Gudger and other members of the NAACP have been writing the meeting times and place on the sidewalk outside the Culp Center in hopes of drawing people into the meetings.
At first, Gudger said that some members felt like as long as they and other members knew when the meetings were taking place, that was fine. Now, they realize that being a member of an organization means they need to bring new people in so they have been working to get the word out there.
Nationally, the NAACP was founded in 1908 after race riots in Springfield, Ill. inspired William English Walling to write an article on the events. Mary White Ovington, who was living in New York at the time, read the article and wrote to Walling. They met in Ovington’s apartment, and the NAACP was born.
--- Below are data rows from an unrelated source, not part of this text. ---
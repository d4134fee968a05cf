//! Search controller: the front-end thread's loop between pool start
//! and pool stop.
//!
//! The controller never touches the tree structurally; it polls root
//! statistics on a fixed interval, logs progress, watches the memory
//! cap and decides when the stop conditions have been met.

use std::sync::Arc;
use std::thread;
use std::time::{Duration, Instant};

use tracing::{debug, info, warn};

use engine_core::{Board, Color, TimeInfo};

use crate::pool;
use crate::timing::{time_prep, StopConditions};
use crate::tree::Tree;
use crate::walk::SearchEnv;

/// How often the controller inspects the tree for stopping, progress
/// reports and memory checks.
pub const TREE_BUSYWAIT_INTERVAL: Duration = Duration::from_millis(100);

/// Once per how many simulations (per thread) to log a progress line.
pub const TREE_SIMPROGRESS_INTERVAL: u32 = 10_000;

/// Run a time-limited search on the foreground. Returns the number of
/// games played during this call.
pub fn uct_search<B: Board>(
    env: &Arc<SearchEnv<B>>,
    tree: &Arc<Tree>,
    board: &B,
    ti: &TimeInfo,
    color: Color,
    seed: u64,
) -> u32 {
    let stop = time_prep(ti, &env.cfg, board);
    let pre_simulated = tree.root_node().u.playouts();
    if pre_simulated > 0 {
        debug!(games = pre_simulated, "pre-simulated games skipped");
    }

    let budget = match stop {
        StopConditions::Games { worst, .. } => Some(worst),
        StopConditions::Walltime { .. } => None,
    };
    let ctx = pool::start(
        env.clone(),
        tree.clone(),
        board.clone(),
        color,
        budget,
        seed,
    );

    // The live search tree is ctx.tree: normally the shared tree, but a
    // private worker tree under root parallelization, where the merged
    // result only lands in `tree` at stop time.
    let print_interval = TREE_SIMPROGRESS_INTERVAL
        * if env.cfg.thread_model.shares_tree() {
            env.cfg.threads as u32
        } else {
            1
        };
    let mut last_print = pre_simulated;
    let mut full_noted = false;

    loop {
        thread::sleep(TREE_BUSYWAIT_INTERVAL);
        let root = ctx.tree.root_id();
        let i = ctx.tree.root_node().u.playouts();

        if i.saturating_sub(last_print) > print_interval {
            last_print += print_interval; // keep the numbers tidy
            progress_status(env, &ctx.tree, color, last_print, board);
        }
        if !full_noted && ctx.tree.is_full() {
            warn!(
                nodes = ctx.tree.nodes_used(),
                bytes = ctx.tree.nodes_size(),
                "tree memory limit hit"
            );
            full_noted = true;
        }

        let mut desired_done = false;
        match stop {
            StopConditions::Walltime { desired, worst } => {
                let now = Instant::now();
                if now > worst {
                    break;
                }
                desired_done = now > desired;
            }
            StopConditions::Games { desired, worst } => {
                if i >= worst {
                    break;
                }
                desired_done = i >= desired;
            }
        }

        if let Some(best) = env.policy.choose(&ctx.tree, root) {
            let node = ctx.tree.node(best);
            let playouts = node.u.playouts();
            let value = node.u.value();
            // Early break in a won situation.
            if (playouts >= 2000 && value >= env.cfg.loss_threshold)
                || (playouts >= 500 && value >= 0.95)
            {
                debug!(playouts, value, "early break, position is won");
                break;
            }
            if desired_done {
                // Stop only once the most explored child also carries
                // the best value.
                if env.policy.winner(&ctx.tree, root) == Some(best) {
                    break;
                }
            }
        } else if desired_done {
            break;
        }
    }

    let summary = ctx.stop();
    progress_status(env, tree, color, summary.games, board);
    summary.games
}

fn progress_status<B: Board>(
    env: &SearchEnv<B>,
    tree: &Tree,
    color: Color,
    games: u32,
    board: &B,
) {
    let root = tree.root_id();
    match env.policy.choose(tree, root) {
        Some(best) => {
            let node = tree.node(best);
            info!(
                games,
                %color,
                best = %node.coord().gtp(board.size()),
                value = node.u.value(),
                playouts = node.u.playouts(),
                "search progress"
            );
        }
        None => info!(games, %color, "search progress: nothing explored yet"),
    }
}

#[cfg(test)]
mod tests {
    use super::*;
    use engine_core::{EvenPrior, LightPlayout};
    use engine_config::UctConfig;
    use games_go::GoBoard;

    fn search_env(cfg: UctConfig, board: &GoBoard) -> Arc<SearchEnv<GoBoard>> {
        Arc::new(SearchEnv::new(
            cfg,
            board,
            Box::new(LightPlayout::new()),
            Box::new(EvenPrior::new(2)),
        ))
    }

    #[test]
    fn test_games_search_hits_budget() {
        let board = GoBoard::new(5, 7.5);
        let env = search_env(UctConfig::for_testing(), &board);
        let tree = Arc::new(Tree::init(Color::Black, 8 * 1024 * 1024, false));

        let games = uct_search(&env, &tree, &board, &TimeInfo::games(300), Color::Black, 1);
        assert_eq!(games, 300);
        assert_eq!(tree.root_node().u.playouts(), 300);
    }

    #[test]
    fn test_walltime_search_stops() {
        let board = GoBoard::new(5, 7.5);
        let env = search_env(UctConfig::for_testing(), &board);
        let tree = Arc::new(Tree::init(Color::Black, 8 * 1024 * 1024, false));

        let ti = TimeInfo::walltime(
            Duration::from_millis(150),
            Duration::from_millis(400),
            true,
        );
        let started = Instant::now();
        let games = uct_search(&env, &tree, &board, &ti, Color::Black, 1);
        assert!(games > 0);
        // Bounded well below the test timeout even with join slack.
        assert!(started.elapsed() < Duration::from_secs(5));
    }

    #[test]
    fn test_lagged_deadlines_still_search_one_interval() {
        let board = GoBoard::new(5, 7.5);
        let env = search_env(UctConfig::for_testing(), &board);
        let tree = Arc::new(Tree::init(Color::Black, 8 * 1024 * 1024, false));

        // Both deadlines already in the past.
        let ti = TimeInfo::walltime(Duration::ZERO, Duration::ZERO, false);
        let games = uct_search(&env, &tree, &board, &ti, Color::Black, 1);
        // One polling interval of playouts still happened.
        assert!(games > 0);
    }
}
impl Tree {
    /// Create a tree holding only a root node. The root's `coord` is a
    /// pass and its color the opposite of `root_color`, so the root's
    /// children are `root_color` moves.
    pub fn init(root_color: Color, max_tree_size: u64, fast_alloc: bool) -> Tree {
        let tree = Self::bare(Self::capacity_for(max_tree_size), fast_alloc);
        tree.root_color
            .store(encode_color(root_color), Ordering::Relaxed);
        tree.root_node()
            .set_move(Coord::Pass, root_color.opposite());
        tree
    }

    fn capacity_for(max_tree_size: u64) -> u32 {
        (max_tree_size / NODE_SIZE).clamp(64, 0xFFFF_0000) as u32
    }

    fn bare(capacity: u32, fast_alloc: bool) -> Tree {
        let chunk_slots = (capacity as usize).div_ceil(CHUNK_LEN as usize);
        let chunks: Box<[OnceLock<Box<[TreeNode]>>]> =
            (0..chunk_slots).map(|_| OnceLock::new()).collect();
        if fast_alloc {
            // The whole arena is materialized at construction.
            for slot in chunks.iter() {
                let _ = slot.get_or_init(new_chunk);
            }
        } else {
            let _ = chunks[0].get_or_init(new_chunk);
        }
        Tree {
            chunks,
            capacity,
            used: AtomicU32::new(1),
            root: AtomicU32::new(0),
            root_color: AtomicU32::new(encode_color(Color::Black)),
            extra_komi: AtomicF32::new(0.0),
            full: AtomicBool::new(false),
            fast_alloc,
        }
    }

    #[inline]
    pub fn node(&self, id: NodeId) -> &TreeNode {
        let chunk = self.chunks[(id.0 / CHUNK_LEN) as usize]
            .get()
            .expect("tree node in unallocated chunk");
        &chunk[(id.0 % CHUNK_LEN) as usize]
    }

    #[inline]
    pub fn root_id(&self) -> NodeId {
        NodeId(self.root.load(Ordering::Relaxed))
    }

    #[inline]
    pub fn root_node(&self) -> &TreeNode {
        self.node(self.root_id())
    }

    pub fn root_color(&self) -> Color {
        decode_color(self.root_color.load(Ordering::Relaxed))
    }

    pub fn extra_komi(&self) -> f32 {
        self.extra_komi.load()
    }

    pub fn set_extra_komi(&self, komi: f32) {
        self.extra_komi.store(komi);
    }

    /// Number of allocated nodes.
    pub fn nodes_used(&self) -> u32 {
        self.used.load(Ordering::Relaxed).min(self.capacity)
    }

    /// Approximate memory footprint of the allocated nodes.
    pub fn nodes_size(&self) -> u64 {
        self.nodes_used() as u64 * NODE_SIZE
    }

    pub fn is_full(&self) -> bool {
        self.full.load(Ordering::Relaxed)
    }

    pub fn fast_alloc(&self) -> bool {
        self.fast_alloc
    }

    /// Reserve a contiguous block of `n` fresh nodes.
    fn alloc_block(&self, n: u32) -> Option<u32> {
        if n == 0 || self.full.load(Ordering::Relaxed) {
            return None;
        }
        let start = self.used.fetch_add(n, Ordering::Relaxed);
        if start as u64 + n as u64 > self.capacity as u64 {
            self.full.store(true, Ordering::Relaxed);
            return None;
        }
        let first_chunk = start / CHUNK_LEN;
        let last_chunk = (start + n - 1) / CHUNK_LEN;
        for chunk in first_chunk..=last_chunk {
            let _ = self.chunks[chunk as usize].get_or_init(new_chunk);
        }
        Some(start)
    }

    /// Child ids of `id` as an index range; empty when unexpanded.
    pub fn children_range(&self, id: NodeId) -> std::ops::Range<u32> {
        match self.node(id).children() {
            Some((first, count)) => first..first + count,
            None => 0..0,
        }
    }

    pub fn find_child(&self, parent: NodeId, coord: Coord) -> Option<NodeId> {
        self.children_range(parent)
            .map(NodeId)
            .find(|&c| self.node(c).coord() == coord)
    }

    /// Populate `id`'s children from the legal non-self-eye moves of
    /// `board` (plus a pass child) and install priors.
    ///
    /// Atomic w.r.t. concurrent descenders: the expansion latch admits
    /// one worker; everyone else simply keeps treating the node as a
    /// leaf. Returns false when the latch was lost or the arena is out
    /// of nodes.
    pub fn expand<B: Board>(
        &self,
        id: NodeId,
        board: &B,
        to_move: Color,
        prior: &dyn Prior<B>,
        playout: &dyn PlayoutPolicy<B>,
    ) -> bool {
        let node = self.node(id);
        if !node.try_begin_expansion() {
            return false;
        }

        let mut coords = vec![Coord::Pass];
        coords.extend(
            board
                .legal_points(to_move)
                .into_iter()
                .filter(|&p| !board.is_one_point_eye(p, to_move))
                .map(Coord::Point),
        );
        let mut map = PriorMap::new(coords);
        prior.assign(board, to_move, &mut map);
        playout.assess(board, to_move, &mut map);

        let count = map.len() as u32;
        let Some(first) = self.alloc_block(count) else {
            node.cancel_expansion();
            trace!(node = id.0, "tree full, expansion dropped");
            return false;
        };

        for (i, &coord) in map.coords().iter().enumerate() {
            let child = self.node(NodeId(first + i as u32));
            child.set_move(coord, to_move);
            child.set_parent(id);
            let (games, win_sum) = map.get(i);
            child.prior.add_games(games, win_sum);
        }
        node.publish_children(first, count);
        true
    }

    /// Make the child matching `coord` the new root, in place. The rest
    /// of the arena is simply unreferenced. Fails when no child matches.
    pub fn promote(&self, coord: Coord) -> bool {
        let Some(child) = self.find_child(self.root_id(), coord) else {
            return false;
        };
        let node = self.node(child);
        node.set_parent(NodeId::NONE);
        let mover = node.color();
        self.root.store(child.0, Ordering::Relaxed);
        self.root_color
            .store(encode_color(mover.opposite()), Ordering::Relaxed);
        true
    }

    /// Compact the subtree under the child matching `coord` into a fresh
    /// arena, preserving its statistics and discarding everything else.
    pub fn promoted(&self, coord: Coord) -> Option<Tree> {
        let child = self.find_child(self.root_id(), coord)?;
        let node = self.node(child);
        let dst = Self::bare(self.capacity, self.fast_alloc);
        dst.root_color.store(
            encode_color(node.color().opposite()),
            Ordering::Relaxed,
        );
        dst.set_extra_komi(self.extra_komi());
        dst.root_node().copy_from(node);
        self.copy_subtree(child, &dst, dst.root_id());
        Some(dst)
    }

    /// Full copy; used by root parallelization, one private tree per
    /// worker.
    pub fn copy(&self) -> Tree {
        let dst = Self::bare(self.capacity, self.fast_alloc);
        dst.root_color
            .store(self.root_color.load(Ordering::Relaxed), Ordering::Relaxed);
        dst.set_extra_komi(self.extra_komi());
        dst.root_node().copy_from(self.root_node());
        self.copy_subtree(self.root_id(), &dst, dst.root_id());
        dst
    }

    /// Copy the child blocks below `src_from` into `dst` below
    /// `dst_from` (the nodes themselves are assumed already copied).
    fn copy_subtree(&self, src_from: NodeId, dst: &Tree, dst_from: NodeId) {
        let mut stack = vec![(src_from, dst_from)];
        while let Some((s, d)) = stack.pop() {
            let Some((first, count)) = self.node(s).children() else {
                continue;
            };
            let Some(dst_first) = dst.alloc_block(count) else {
                continue;
            };
            for i in 0..count {
                let src_child = NodeId(first + i);
                let dst_child = NodeId(dst_first + i);
                dst.node(dst_child).copy_from(self.node(src_child));
                dst.node(dst_child).set_parent(d);
                stack.push((src_child, dst_child));
            }
            dst.node(d).publish_children(dst_first, count);
        }
    }

    /// Add `src`'s per-coordinate direct and AMAF statistics into this
    /// tree; children only `src` explored are copied over wholesale.
    /// Root-parallel merge, run strictly after all workers have joined.
    pub fn merge(&self, src: &Tree) {
        let mut stack = vec![(self.root_id(), src.root_id())];
        while let Some((d, s)) = stack.pop() {
            let dn = self.node(d);
            let sn = src.node(s);
            dn.u.add_games(sn.u.playouts(), sn.u.win_sum());
            dn.amaf.add_games(sn.amaf.playouts(), sn.amaf.win_sum());

            match (dn.children(), sn.children()) {
                (None, Some(_)) => src.copy_subtree(s, self, d),
                (Some(_), Some((s_first, s_count))) => {
                    for i in 0..s_count {
                        let src_child = NodeId(s_first + i);
                        let coord = src.node(src_child).coord();
                        if let Some(dst_child) = self.find_child(d, coord) {
                            stack.push((dst_child, src_child));
                        } else {
                            trace!(coord = ?coord, "merge: no matching child, dropped");
                        }
                    }
                }
                _ => {}
            }
        }
    }

    /// Divide every node's direct and AMAF experience by `k`
    /// (post-merge averaging). Requires exclusive ownership.
    pub fn normalize(&self, k: u32) {
        if k <= 1 {
            return;
        }
        for i in 0..self.nodes_used() {
            let node = self.node(NodeId(i));
            node.u.scale_down(k);
            node.amaf.scale_down(k);
        }
    }
}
At a recent meeting of the ETSU chapter, Jeralyn Walker, a senior who is a two-year member of the NAACP, said she wants students to know that anyone is welcome to share their ideas, both positive and negative.
Walker also said that the chapter works on projects to benefit both the campus and the community. For example, all of our donations collected during the food drive will be donated to local shelters.
Michael George, NAACP member, said he considers the NAACP an old organization that is rich with history, and has played a major role in the civil rights movement, and wants people to spread the word. George also said that he doesn’t want people to think of the NAACP here on campus in context with a certain color, but just as a student organization.
Freshman Alonja Banks agreed. “I want people to get involved, not only people of color, but everyone,” Banks said, “And I want to get it out there that the NAACP isn’t just for African-American people, but it’s for everybody because not everybody knows that.”
She also wants the students of ETSU to think of the NAACP as an inviting, friendly atmosphere where people can come to learn and be enlightened.
For more information about the NAACP, visit www.naacp.org. If you are interested in going to a meeting or joining the campus chapter of the NAACP, keep an eye out for meeting times will be posted around campus.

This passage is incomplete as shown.